I’m always amazed at what a difference a few months can make in children’s development. While many 14-month-olds are starting to walk, their buddies a few months younger have barely tasted solids. Yet just a few years down the road, those same two kids will play happily together with no concern as to who is a few months older.
The development gap between kids of different ages probably makes it challenging for editors of parenting magazines. How do you put together articles that appeal to parents of 2-year-olds and 7-year-olds at the same time?
That’s one reason I really like the way Parents magazine presents its content. Included in the table of contents of each issue is an age-by-age chart that shows the breakdown of feature stories and to which age groups they are most relevant. There are also specific “They Grow” sections dedicated to certain stages. So even if some articles seem light years away from your parenting issues at the moment, chances are you’ll find several things that speak directly to you.

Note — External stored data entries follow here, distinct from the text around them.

//! STG (Silicon Trigger Geometry) emulation
//!
//! The SPD FastOR map is reduced to coarse azimuthal sectors. A sector is
//! active when its inner-layer bin fired together with one of the four outer
//! bins facing it:
//!
//! ```text
//!   outer (40 bins):  ... | 2i-1 | 2i | 2i+1 | 2i+2 | ...
//!                            \     |     |     /
//!   inner (20 bins):              sector i
//! ```
//!
//! The trigger fires when two active sectors are `dphi` sectors apart for some
//! `dphi` in the requested range. All sector arithmetic wraps around in φ.

use serde::{Deserialize, Serialize};
use std::ops::RangeInclusive;

use crate::fastor::{FastOrMap, INNER_CHIPS, OUTER_CHIPS};

/// Number of azimuthal sectors (inner-layer bins)
pub const N_SECTORS: usize = 20;

/// Number of outer-layer bins
pub const N_OUTER_BINS: usize = 40;

/// Chips per bin on both layers
pub const BIN_WIDTH: usize = 20;

/// Sector activity derived from one FastOR map
#[derive(Debug, Clone, Copy, PartialEq, Eq)]
pub struct SectorPattern {
    inner: [bool; N_SECTORS],
    outer: [bool; N_OUTER_BINS],
    phi: [bool; N_SECTORS],
}

impl SectorPattern {
    /// Reduce a FastOR map to inner, outer and coincidence sectors
    pub fn from_map(map: &FastOrMap) -> Self {
        let mut inner = [false; N_SECTORS];
        let mut outer = [false; N_OUTER_BINS];

        for chip in map.fired_chips() {
            if INNER_CHIPS.contains(&chip) {
                inner[chip / BIN_WIDTH] = true;
            } else {
                outer[(chip - OUTER_CHIPS.start) / BIN_WIDTH] = true;
            }
        }

        let mut phi = [false; N_SECTORS];
        for (i, active) in phi.iter_mut().enumerate() {
            let facing = outer[(2 * i) % N_OUTER_BINS]
                || outer[(2 * i + 1) % N_OUTER_BINS]
                || outer[(2 * i + 2) % N_OUTER_BINS]
                || outer[(2 * i + N_OUTER_BINS - 1) % N_OUTER_BINS];
            *active = inner[i] && facing;
        }

        Self { inner, outer, phi }
    }

    pub fn inner(&self) -> &[bool; N_SECTORS] {
        &self.inner
    }

    pub fn outer(&self) -> &[bool; N_OUTER_BINS] {
        &self.outer
    }

    /// Inner/outer coincidence per sector
    pub fn phi(&self) -> &[bool; N_SECTORS] {
        &self.phi
    }

    /// Whether sectors `i` and `i + dphi` are both active
    #[inline]
    fn pair_fired(&self, i: usize, dphi: usize) -> bool {
        self.phi[i] && self.phi[(i + dphi % N_SECTORS) % N_SECTORS]
    }

    /// Number of separations in `dphi` congruent to `residue` modulo `N_SECTORS`
    fn occurrences(dphi: &RangeInclusive<usize>, residue: usize) -> usize {
        if dphi.is_empty() {
            return 0;
        }
        let up_to = |n: usize| if n < residue { 0 } else { (n - residue) / N_SECTORS + 1 };
        let below = dphi.start().checked_sub(1).map_or(0, up_to);
        up_to(*dphi.end()) - below
    }

    /// Fired pairs for one separation in `0..N_SECTORS`
    fn pairs_at(&self, residue: usize) -> usize {
        (0..N_SECTORS).filter(|&i| self.pair_fired(i, residue)).count()
    }

    /// Whether any sector pair with separation in `dphi` fired
    ///
    /// Only the separations modulo `N_SECTORS` are visited.
    pub fn fires(&self, dphi: RangeInclusive<usize>) -> bool {
        (0..N_SECTORS).any(|r| {
            Self::occurrences(&dphi, r) > 0 && (0..N_SECTORS).any(|i| self.pair_fired(i, r))
        })
    }

    /// Number of fired (dphi, sector) pairs over the range
    pub fn coincidences(&self, dphi: RangeInclusive<usize>) -> usize {
        (0..N_SECTORS)
            .map(|r| Self::occurrences(&dphi, r) * self.pairs_at(r))
            .sum()
    }
}

/// Evaluate the STG condition for a FastOR map
///
/// Returns false without looking at the sectors when the map is absent or
/// either SPD layer has no fired chip. Separations larger than the number of
/// sectors wrap around; an empty range (`dphi_min > dphi_max`) never fires.
pub fn is_stg_fired(map: Option<&FastOrMap>, dphi_min: usize, dphi_max: usize) -> bool {
    let Some(map) = map else {
        return false;
    };

    let n_outer = map.count_outer();
    let n_inner = map.count() - n_outer;
    if n_inner < 1 || n_outer < 1 {
        return false;
    }

    SectorPattern::from_map(map).fires(dphi_min..=dphi_max)
}

/// Largest separation a fired mask can hold
pub const MAX_SCAN_DPHI: usize = 31;

/// STG trigger scan over a range of single separations
#[derive(Debug, Clone, Copy, PartialEq, Eq, Serialize, Deserialize)]
#[serde(default)]
pub struct StgTrigger {
    /// Largest separation scanned; bit `dphi` of the mask is evaluated for
    /// every `dphi` in `0..=max_dphi`. Must not exceed [`MAX_SCAN_DPHI`].
    pub max_dphi: usize,
}

impl Default for StgTrigger {
    fn default() -> Self {
        Self { max_dphi: 10 }
    }
}

impl StgTrigger {
    pub fn new(max_dphi: usize) -> Self {
        Self { max_dphi }
    }

    /// Bit `dphi` is set when the single separation `[dphi, dphi]` fired
    ///
    /// Separations past [`MAX_SCAN_DPHI`] have no bit and are not scanned.
    pub fn fired_mask(&self, map: Option<&FastOrMap>) -> u32 {
        (0..=self.max_dphi.min(MAX_SCAN_DPHI))
            .filter(|&dphi| is_stg_fired(map, dphi, dphi))
            .fold(0u32, |mask, dphi| mask | (1 << dphi))
    }

    /// Whether any separation of the scan fired
    pub fn fired(&self, map: Option<&FastOrMap>) -> bool {
        self.fired_mask(map) != 0
    }
}
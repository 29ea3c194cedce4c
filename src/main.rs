//! # CEP analysis CLI
//!
//! Run the analysis tasks over a JSON-lines event file.
//!
//! ```bash
//! # CEP trigger study on ESD events
//! cep-analysis --input events.jsonl --task mc-info --output mc_info.json
//!
//! # Both tasks with a custom configuration
//! cep-analysis --input events.jsonl --config analysis.json
//! ```

use clap::{Parser, ValueEnum};
use std::path::PathBuf;

use cep_analysis::{AnalysisConfig, AnalysisManager, CepResult, EventReader, McInfoTask, MyTask};

#[derive(Debug, Clone, Copy, PartialEq, Eq, ValueEnum)]
enum TaskChoice {
    /// Kinematic histograms and trees from AOD events
    MyTask,
    /// CEP selection and MC-truth comparison on ESD events
    McInfo,
    /// Both tasks
    All,
}

/// CEP trigger analysis
#[derive(Parser, Debug)]
#[command(name = "cep-analysis")]
#[command(about = "Run CEP analysis tasks over a JSON-lines event file")]
struct Args {
    /// Input events, one JSON object per line
    #[arg(long, short = 'i')]
    input: PathBuf,

    /// Tasks to run
    #[arg(long, short = 't', value_enum, default_value = "all")]
    task: TaskChoice,

    /// JSON configuration file
    #[arg(long, short = 'c')]
    config: Option<PathBuf>,

    /// Use the run-1 track-type definition
    #[arg(long)]
    run1: bool,

    /// Output file
    #[arg(long, short = 'o', default_value = "analysis_output.json")]
    output: PathBuf,
}

fn run(args: Args) -> CepResult<()> {
    let config = AnalysisConfig::resolve(args.config.as_deref(), args.run1)?;

    let mut manager = AnalysisManager::new();
    if matches!(args.task, TaskChoice::MyTask | TaskChoice::All) {
        manager.add_task(Box::new(MyTask::new("my_task", config.my_task.clone())))?;
    }
    if matches!(args.task, TaskChoice::McInfo | TaskChoice::All) {
        manager.add_task(Box::new(McInfoTask::new("mc_info", config.mc_info.clone())))?;
    }

    manager.init_analysis()?;
    let stats = manager.start_analysis(EventReader::open(&args.input)?)?;
    manager.terminate()?;
    manager.write_outputs(&args.output)?;

    println!(
        "Processed {} events ({} ESD, {} AOD) -> {}",
        stats.events,
        stats.esd_events,
        stats.aod_events,
        args.output.display()
    );
    Ok(())
}

fn main() {
    env_logger::Builder::from_env(env_logger::Env::default().default_filter_or("info")).init();

    let args = Args::parse();
    log::info!("cep-analysis {}", cep_analysis::VERSION);

    if let Err(e) = run(args) {
        log::error!("{}", e);
        std::process::exit(1);
    }
}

I also like that they cover what I’d consider more substantive subjects. While I do want to know how to diagnose diaper rash, I respect parenting magazines that go beyond the expected content. A recent issue of Parents covered topics such as why there’s a shortage of pediatric specialists and how it can affect your child, how to discipline without saying “No” all the time and money-managing strategies from real couples.
And on the lighter side–I’m always giggling at my child’s take on the world–kids really can say the darnedest things! Parents magazine’s back page “Baby Bloopers” celebrates the hilarious stuff that can come out of kids’ mouths. It’s a collection of those funny quotes from readers’ kids–the kind of things you’d share with your parents, friends and in-laws.